Working from the entries below, give again each line from the first through the one containing "use tracing::debug;", exactly and with nothing else.

BEGIN Material for this task

//! Reserve pair of one two-token pool (Uniswap V2 style).
//!
//! A [`Pair`] holds the reserves of a pool in canonical order: `token0`
//! is the token whose address sorts first. Construction is the only place
//! the order is decided; a new reserve state is a new `Pair`.
//!
//! # Queries
//!
//! | Operation | Result |
//! |-----------|--------|
//! | [`Pair::token0_price`] | `reserve1 / reserve0` as a [`Price`] |
//! | [`Pair::get_output_amount`] | exact-in swap quote and post-swap pair |
//! | [`Pair::get_input_amount`] | exact-out swap quote and post-swap pair |
//! | [`Pair::get_liquidity_minted`] | LP units for a deposit |
//! | [`Pair::get_liquidity_value`] | underlying value of LP units |
//!
//! Pool and LP-token addresses depend on per-chain constants and take a
//! [`ChainRegistry`] explicitly.

use alloy_primitives::Address;
use num_bigint::BigUint;
use num_traits::Zero;
use tracing::debug;

use super::{compute_pair_address, get_amount_in, get_amount_out, MINIMUM_LIQUIDITY};
use crate::config::ChainRegistry;
use crate::domain::{ChainId, Decimals, Price, Token, TokenAmount};
use crate::error::{Result, SdkError};

/// Symbol of every pool's LP token.
pub const LIQUIDITY_TOKEN_SYMBOL: &str = "UNI-V2";

/// Name of every pool's LP token.
pub const LIQUIDITY_TOKEN_NAME: &str = "Uniswap V2";

/// Immutable reserves of a constant-product pool.
///
/// # Examples
///
/// ```
/// use pairswap_sdk::domain::{ChainId, Token, TokenAmount};
/// use pairswap_sdk::pools::Pair;
///
/// let dca = Token::parse(ChainId::MOONBEAM_TEST, "0x5b1869D9A4C187F2EAa108f3062412ecf0526b24", 18)
///     .expect("valid token");
/// let dcb = Token::parse(ChainId::MOONBEAM_TEST, "0xCfEB869F69431e42cdB54A4F4f105C19C080A601", 18)
///     .expect("valid token");
///
/// let pair = Pair::new(
///     TokenAmount::new(dcb.clone(), 101u32).expect("fits"),
///     TokenAmount::new(dca.clone(), 100u32).expect("fits"),
/// )
/// .expect("same chain");
///
/// assert_eq!(pair.token0(), &dca);
/// assert_eq!(pair.reserve_of(&dcb).map(|r| r.raw().clone()), Ok(101u32.into()));
/// ```
#[derive(Debug, Clone, PartialEq, Eq)]
pub struct Pair {
    reserve0: TokenAmount,
    reserve1: TokenAmount,
}

impl Pair {
    /// Creates a pair from two reserves given in any order.
    ///
    /// # Errors
    ///
    /// - [`SdkError::ChainMismatch`] if the tokens are on different chains.
    /// - [`SdkError::IdenticalAddresses`] if both reserves are the same token.
    pub fn new(amount_a: TokenAmount, amount_b: TokenAmount) -> Result<Self> {
        let (reserve0, reserve1) = if amount_a.token().sorts_before(amount_b.token())? {
            (amount_a, amount_b)
        } else {
            (amount_b, amount_a)
        };
        debug!(
            chain_id = %reserve0.token().chain_id(),
            token0 = %reserve0.token(),
            token1 = %reserve1.token(),
            reserve0 = %reserve0.raw(),
            reserve1 = %reserve1.raw(),
            "constructed pair"
        );
        Ok(Self { reserve0, reserve1 })
    }

    /// Computes the pool address for two tokens without building a pair.
    ///
    /// # Errors
    ///
    /// - [`SdkError::ChainMismatch`] if the tokens are on different chains.
    /// - [`SdkError::IdenticalAddresses`] if they share an address.
    /// - [`SdkError::UnsupportedChain`] if `registry` has no entry for the
    ///   chain.
    pub fn get_address(token_a: &Token, token_b: &Token, registry: &ChainRegistry) -> Result<Address> {
        // Reject mismatched chains before the registry lookup.
        token_a.sorts_before(token_b)?;
        let config = registry.get(token_a.chain_id())?;
        compute_pair_address(
            config.factory_address(),
            config.init_code_hash(),
            token_a,
            token_b,
        )
    }

    /// Returns this pool's address.
    ///
    /// # Errors
    ///
    /// Returns [`SdkError::UnsupportedChain`] if `registry` has no entry
    /// for the pair's chain.
    pub fn address(&self, registry: &ChainRegistry) -> Result<Address> {
        Self::get_address(self.token0(), self.token1(), registry)
    }

    /// Returns the pool's ERC-20 liquidity token.
    ///
    /// # Errors
    ///
    /// Returns [`SdkError::UnsupportedChain`] if `registry` has no entry
    /// for the pair's chain.
    pub fn liquidity_token(&self, registry: &ChainRegistry) -> Result<Token> {
        Ok(
            Token::new(self.chain_id(), self.address(registry)?, Decimals::EIGHTEEN)
                .with_symbol(LIQUIDITY_TOKEN_SYMBOL)
                .with_name(LIQUIDITY_TOKEN_NAME),
        )
    }

    /// Returns the token that sorts first.
    #[must_use]
    pub const fn token0(&self) -> &Token {
        self.reserve0.token()
    }

    /// Returns the token that sorts second.
    #[must_use]
    pub const fn token1(&self) -> &Token {
        self.reserve1.token()
    }

    /// Returns the reserve of [`token0`](Self::token0).
    #[must_use]
    pub const fn reserve0(&self) -> &TokenAmount {
        &self.reserve0
    }

    /// Returns the reserve of [`token1`](Self::token1).
    #[must_use]
    pub const fn reserve1(&self) -> &TokenAmount {
        &self.reserve1
    }

    /// Returns the chain both tokens live on.
    #[must_use]
    pub const fn chain_id(&self) -> ChainId {
        self.token0().chain_id()
    }

    /// Returns `true` if `token` is one of the pair's tokens.
    #[must_use]
    pub fn involves_token(&self, token: &Token) -> bool {
        token == self.token0() || token == self.token1()
    }

    /// Returns the reserve of `token`.
    ///
    /// # Errors
    ///
    /// Returns [`SdkError::UnrelatedToken`] if `token` is not in the pair.
    pub fn reserve_of(&self, token: &Token) -> Result<&TokenAmount> {
        if token == self.token0() {
            Ok(&self.reserve0)
        } else if token == self.token1() {
            Ok(&self.reserve1)
        } else {
            Err(SdkError::UnrelatedToken)
        }
    }

    /// Price of `token0` in units of `token1`.
    ///
    /// # Errors
    ///
    /// Returns [`SdkError::InsufficientLiquidity`] if either reserve is zero.
    pub fn token0_price(&self) -> Result<Price<Token>> {
        self.ensure_liquidity()?;
        Price::new(
            self.token0().clone(),
            self.token1().clone(),
            self.reserve0.raw().clone(),
            self.reserve1.raw().clone(),
        )
    }

    /// Price of `token1` in units of `token0`, the inverse of
    /// [`token0_price`](Self::token0_price).
    ///
    /// # Errors
    ///
    /// Returns [`SdkError::InsufficientLiquidity`] if either reserve is zero.
    pub fn token1_price(&self) -> Result<Price<Token>> {
        self.token0_price()?.invert()
    }

    /// Price of `token` in units of the other token.
    ///
    /// # Errors
    ///
    /// - [`SdkError::UnrelatedToken`] if `token` is not in the pair.
    /// - [`SdkError::InsufficientLiquidity`] if either reserve is zero.
    pub fn price_of(&self, token: &Token) -> Result<Price<Token>> {
        if token == self.token0() {
            self.token0_price()
        } else if token == self.token1() {
            self.token1_price()
        } else {
            Err(SdkError::UnrelatedToken)
        }
    }

    fn ensure_liquidity(&self) -> Result<()> {
        if self.reserve0.is_zero() || self.reserve1.is_zero() {
            return Err(SdkError::InsufficientLiquidity);
        }
        Ok(())
    }

    /// Returns the reserves as `(of token, of the other token)`.
    fn sides(&self, token: &Token) -> Result<(&TokenAmount, &TokenAmount)> {
        if token == self.token0() {
            Ok((&self.reserve0, &self.reserve1))
        } else if token == self.token1() {
            Ok((&self.reserve1, &self.reserve0))
        } else {
            Err(SdkError::UnrelatedToken)
        }
    }

    /// Quotes an exact-input swap of `input`.
    ///
    /// Returns the output amount and the pair after the swap.
    ///
    /// # Errors
    ///
    /// - [`SdkError::UnrelatedToken`] if `input` is not in the pair.
    /// - [`SdkError::InsufficientLiquidity`] if either reserve is zero.
    /// - [`SdkError::InvalidAmount`] if `input` is zero or buys nothing.
    pub fn get_output_amount(&self, input: &TokenAmount) -> Result<(TokenAmount, Self)> {
        let (input_reserve, output_reserve) = self.sides(input.token())?;
        let amount_out = get_amount_out(input.raw(), input_reserve.raw(), output_reserve.raw())?;
        let output = TokenAmount::new(output_reserve.token().clone(), amount_out)?;
        let next = Self::new(
            input_reserve.checked_add(input)?,
            output_reserve.checked_sub(&output)?,
        )?;
        Ok((output, next))
    }

    /// Quotes an exact-output swap of `output`.
    ///
    /// Returns the input amount required and the pair after the swap.
    ///
    /// # Errors
    ///
    /// - [`SdkError::UnrelatedToken`] if `output` is not in the pair.
    /// - [`SdkError::InsufficientLiquidity`] if either reserve is zero or
    ///   `output` would drain its reserve.
    /// - [`SdkError::InvalidAmount`] if `output` is zero.
    pub fn get_input_amount(&self, output: &TokenAmount) -> Result<(TokenAmount, Self)> {
        let (output_reserve, input_reserve) = self.sides(output.token())?;
        let amount_in = get_amount_in(output.raw(), input_reserve.raw(), output_reserve.raw())?;
        let input = TokenAmount::new(input_reserve.token().clone(), amount_in)?;
        let next = Self::new(
            input_reserve.checked_add(&input)?,
            output_reserve.checked_sub(output)?,
        )?;
        Ok((input, next))
    }

    fn ensure_liquidity_token(&self, amount: &TokenAmount, registry: &ChainRegistry) -> Result<()> {
        if amount.token() != &self.liquidity_token(registry)? {
            return Err(SdkError::TokenMismatch);
        }
        Ok(())
    }

    /// LP units minted for depositing `amount_a` and `amount_b` when
    /// `total_supply` units are outstanding.
    ///
    /// The first deposit mints `sqrt(a0 × a1) − MINIMUM_LIQUIDITY`; later
    /// deposits mint `min(a0 × supply / r0, a1 × supply / r1)`.
    ///
    /// # Errors
    ///
    /// - [`SdkError::TokenMismatch`] if `total_supply` is not this pool's
    ///   LP token.
    /// - [`SdkError::UnrelatedToken`] if the deposits are not one of each
    ///   pair token.
    /// - [`SdkError::InsufficientLiquidity`] if supply exists over an empty
    ///   reserve.
    /// - [`SdkError::InvalidAmount`] if nothing would be minted.
    pub fn get_liquidity_minted(
        &self,
        total_supply: &TokenAmount,
        amount_a: &TokenAmount,
        amount_b: &TokenAmount,
        registry: &ChainRegistry,
    ) -> Result<TokenAmount> {
        self.ensure_liquidity_token(total_supply, registry)?;
        let (amount0, amount1) = if amount_a.token() == self.token0() {
            (amount_a, amount_b)
        } else {
            (amount_b, amount_a)
        };
        if amount0.token() != self.token0() || amount1.token() != self.token1() {
            return Err(SdkError::UnrelatedToken);
        }

        let supply = total_supply.raw();
        let liquidity = if supply.is_zero() {
            let root = (amount0.raw() * amount1.raw()).sqrt();
            let minimum = BigUint::from(MINIMUM_LIQUIDITY);
            if root <= minimum {
                BigUint::zero()
            } else {
                root - minimum
            }
        } else {
            if self.reserve0.is_zero() || self.reserve1.is_zero() {
                return Err(SdkError::InsufficientLiquidity);
            }
            let share0 = amount0.raw() * supply / self.reserve0.raw();
            let share1 = amount1.raw() * supply / self.reserve1.raw();
            share0.min(share1)
        };

        if liquidity.is_zero() {
            return Err(SdkError::InvalidAmount(
                "deposit too small to mint liquidity",
            ));
        }
        TokenAmount::new(total_supply.token().clone(), liquidity)
    }

    /// Amount of `token` redeemable for `liquidity` LP units.
    ///
    /// With `k_last` set, the protocol fee is on: the supply is first
    /// diluted by the fee liquidity the pool would mint, which is
    /// `supply × (√k − √k_last) / (5 × √k + √k_last)` where `k` is the
    /// current reserve product.
    ///
    /// # Errors
    ///
    /// - [`SdkError::UnrelatedToken`] if `token` is not in the pair.
    /// - [`SdkError::TokenMismatch`] if `total_supply` or `liquidity` is
    ///   not this pool's LP token.
    /// - [`SdkError::InvalidAmount`] if `liquidity` exceeds `total_supply`.
    /// - [`SdkError::InsufficientLiquidity`] if the supply is zero.
    pub fn get_liquidity_value(
        &self,
        token: &Token,
        total_supply: &TokenAmount,
        liquidity: &TokenAmount,
        k_last: Option<&BigUint>,
        registry: &ChainRegistry,
    ) -> Result<TokenAmount> {
        let reserve = self.reserve_of(token)?;
        self.ensure_liquidity_token(total_supply, registry)?;
        self.ensure_liquidity_token(liquidity, registry)?;
        if liquidity.raw() > total_supply.raw() {
            return Err(SdkError::InvalidAmount("liquidity exceeds total supply"));
        }

        let mut supply = total_supply.raw().clone();
        if let Some(k_last) = k_last.filter(|k| !k.is_zero()) {
            let root_k = (self.reserve0.raw() * self.reserve1.raw()).sqrt();
            let root_k_last = k_last.sqrt();
            if root_k > root_k_last {
                let numerator = &supply * (&root_k - &root_k_last);
                let denominator = root_k * 5u32 + root_k_last;
                supply += numerator / denominator;
            }
        }
        if supply.is_zero() {
            return Err(SdkError::InsufficientLiquidity);
        }

        TokenAmount::new(token.clone(), liquidity.raw() * reserve.raw() / supply)
    }
}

END Material for this task

Answer area ::
//! Reserve pair of one two-token pool (Uniswap V2 style).
//!
//! A [`Pair`] holds the reserves of a pool in canonical order: `token0`
//! is the token whose address sorts first. Construction is the only place
//! the order is decided; a new reserve state is a new `Pair`.
//!
//! # Queries
//!
//! | Operation | Result |
//! |-----------|--------|
//! | [`Pair::token0_price`] | `reserve1 / reserve0` as a [`Price`] |
//! | [`Pair::get_output_amount`] | exact-in swap quote and post-swap pair |
//! | [`Pair::get_input_amount`] | exact-out swap quote and post-swap pair |
//! | [`Pair::get_liquidity_minted`] | LP units for a deposit |
//! | [`Pair::get_liquidity_value`] | underlying value of LP units |
//!
//! Pool and LP-token addresses depend on per-chain constants and take a
//! [`ChainRegistry`] explicitly.

use alloy_primitives::Address;
use num_bigint::BigUint;
use num_traits::Zero;
use tracing::debug;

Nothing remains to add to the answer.